Israel is backed to the hilt by the most powerful state the world has ever seen, the US, including massive arms subsidies making Israel a peerless regional superpower. The US also buys off most of Israel's arab neighbours - Egypt, Saudi Arabia, Jordan, factions within Lebanon, plus the various gulf states. The EU, including the UK, sells arms to Israel and barely raises a murmer against Israel's serial violations of international law, including theft of land, institutionalised torture and indiscriminate killing of civilians. Yes, woe to poor Israel, isolated in the world and suffering oppression and injustice from all sides. Truly the heart bleeds.

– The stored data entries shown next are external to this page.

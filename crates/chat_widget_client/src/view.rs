//! The widget's three elements (message list, text input, send button) as a
//! trait, plus `ChatPanel`, the in-memory implementation the front-ends draw.

/// Who authored a message.
#[derive(Debug, Clone, Copy, PartialEq, Eq)]
pub enum Sender {
    User,
    Bot,
}

impl Sender {
    pub fn as_str(self) -> &'static str {
        match self {
            Sender::User => "user",
            Sender::Bot => "bot",
        }
    }
}

/// One transcript entry. Never edited after it is appended; the loading
/// placeholder is removed and replaced instead.
#[derive(Debug, Clone, PartialEq, Eq)]
pub struct Message {
    pub text: String,
    pub sender: Sender,
    pub is_loading: bool,
}

impl Message {
    pub fn user(text: impl Into<String>) -> Self {
        Self {
            text: text.into(),
            sender: Sender::User,
            is_loading: false,
        }
    }

    pub fn bot(text: impl Into<String>) -> Self {
        Self {
            text: text.into(),
            sender: Sender::Bot,
            is_loading: false,
        }
    }

    pub fn loading(text: impl Into<String>) -> Self {
        Self {
            is_loading: true,
            ..Self::bot(text)
        }
    }

    /// Style classes: `message`, `<sender>-message`, and `loading` when loading.
    pub fn classes(&self) -> Vec<String> {
        let mut classes = vec![
            "message".to_string(),
            format!("{}-message", self.sender.as_str()),
        ];
        if self.is_loading {
            classes.push("loading".to_string());
        }
        classes
    }
}

/// Handle to an appended message, used to remove it later.
#[derive(Debug, Clone, Copy, PartialEq, Eq, Hash)]
pub struct MessageId(u64);

/// What the controller needs from a front-end.
pub trait ChatView {
    /// Append a message and bring it into view.
    fn append(&mut self, message: Message) -> MessageId;
    /// Remove a message; unknown ids are ignored.
    fn remove(&mut self, id: MessageId);
    fn input_text(&self) -> String;
    fn clear_input(&mut self);
    fn set_send_enabled(&mut self, enabled: bool);
    fn focus_input(&mut self);
}

/// In-memory chat widget state: transcript, input buffer, send button.
#[derive(Debug, Clone)]
pub struct ChatPanel {
    messages: Vec<(MessageId, Message)>,
    next_id: u64,
    input: String,
    /// Cursor position in chars.
    cursor: usize,
    send_enabled: bool,
    input_focused: bool,
    /// Lines scrolled up from the newest message; 0 follows the latest.
    scroll_from_bottom: u16,
}

impl Default for ChatPanel {
    fn default() -> Self {
        Self {
            messages: Vec::new(),
            next_id: 0,
            input: String::new(),
            cursor: 0,
            send_enabled: true,
            input_focused: true,
            scroll_from_bottom: 0,
        }
    }
}

/// Convert a character index to a byte index for UTF-8 safe string operations
fn char_to_byte_index(s: &str, char_idx: usize) -> usize {
    s.char_indices()
        .nth(char_idx)
        .map(|(i, _)| i)
        .unwrap_or(s.len())
}

impl ChatPanel {
    pub fn new() -> Self {
        Self::default()
    }

    pub fn messages(&self) -> impl Iterator<Item = &Message> {
        self.messages.iter().map(|(_, m)| m)
    }

    pub fn len(&self) -> usize {
        self.messages.len()
    }

    pub fn is_empty(&self) -> bool {
        self.messages.is_empty()
    }

    pub fn last_message(&self) -> Option<&Message> {
        self.messages.last().map(|(_, m)| m)
    }

    pub fn input(&self) -> &str {
        &self.input
    }

    pub fn cursor(&self) -> usize {
        self.cursor
    }

    pub fn send_enabled(&self) -> bool {
        self.send_enabled
    }

    pub fn input_focused(&self) -> bool {
        self.input_focused
    }

    pub fn blur_input(&mut self) {
        self.input_focused = false;
    }

    pub fn scroll_from_bottom(&self) -> u16 {
        self.scroll_from_bottom
    }

    pub fn scroll_up(&mut self, lines: u16) {
        self.scroll_from_bottom = self.scroll_from_bottom.saturating_add(lines);
    }

    pub fn scroll_down(&mut self, lines: u16) {
        self.scroll_from_bottom = self.scroll_from_bottom.saturating_sub(lines);
    }

    /// Clamp the scroll-back to what the rendered transcript can show.
    pub fn clamp_scroll(&mut self, max: u16) {
        self.scroll_from_bottom = self.scroll_from_bottom.min(max);
    }

    /// Replace the input buffer and put the cursor at its end.
    pub fn set_input(&mut self, text: impl Into<String>) {
        self.input = text.into();
        self.cursor = self.input.chars().count();
    }

    pub fn insert_char(&mut self, c: char) {
        let at = char_to_byte_index(&self.input, self.cursor);
        self.input.insert(at, c);
        self.cursor += 1;
    }

    pub fn insert_newline(&mut self) {
        self.insert_char('\n');
    }

    pub fn backspace(&mut self) {
        if self.cursor == 0 {
            return;
        }
        let at = char_to_byte_index(&self.input, self.cursor - 1);
        self.input.remove(at);
        self.cursor -= 1;
    }

    pub fn move_left(&mut self) {
        self.cursor = self.cursor.saturating_sub(1);
    }

    pub fn move_right(&mut self) {
        self.cursor = (self.cursor + 1).min(self.input.chars().count());
    }
}

impl ChatView for ChatPanel {
    fn append(&mut self, message: Message) -> MessageId {
        let id = MessageId(self.next_id);
        self.next_id += 1;
        self.messages.push((id, message));
        self.scroll_from_bottom = 0;
        id
    }

    fn remove(&mut self, id: MessageId) {
        self.messages.retain(|(mid, _)| *mid != id);
    }

    fn input_text(&self) -> String {
        self.input.clone()
    }

    fn clear_input(&mut self) {
        self.input.clear();
        self.cursor = 0;
    }

    fn set_send_enabled(&mut self, enabled: bool) {
        self.send_enabled = enabled;
    }

    fn focus_input(&mut self) {
        self.input_focused = true;
    }
}
//! Terminal chat widget: message list, input box and send button wired to the
//! Answer Service through the `chat_widget_client` controller.

pub mod app;
pub mod handler;
pub mod tui;
pub mod ui;

use anyhow::Result;
use chat_widget_client::{AnswerClient, Config};

use crate::app::App;
use crate::tui::{EventHandler, Tui};

/// Set up the terminal, bind events once, and run until the user quits.
pub async fn run(config: &Config) -> Result<()> {
    tui::install_panic_hook();
    let mut terminal = tui::init()?;
    let mut events = EventHandler::new();
    let mut app = App::new(AnswerClient::from_config(config));

    let result = event_loop(&mut terminal, &mut events, &mut app).await;
    tui::restore()?;
    result
}

async fn event_loop(terminal: &mut Tui, events: &mut EventHandler, app: &mut App) -> Result<()> {
    let tx = events.sender();
    while !app.should_quit {
        terminal.draw(|frame| ui::render(app, frame))?;
        match events.next().await {
            Some(event) => handler::handle_event(app, event, &tx),
            None => break,
        }
    }
    Ok(())
}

You say "No starvation what so ever occurred in Gaza". Its hard to know whether to take your version or that of Oxfam and the United Nations....but I think I'll go with them if its all the same to you.

What has Al-Qaeda to do with the rocketing of Sderot? Did you just get overexcited and list all the bad men in beards that jumped into your head?

No one says that Israel doesn't have the right to defend itself against terrorism. What Israel doesn't have the right to do is engage in terrorism itself, steal other people's land, practise kidnapping and torture (all documented by Amnesty, HRW and B'Tselem) and starve children because their parents voted the wrong way in an election. Not complicated, is it?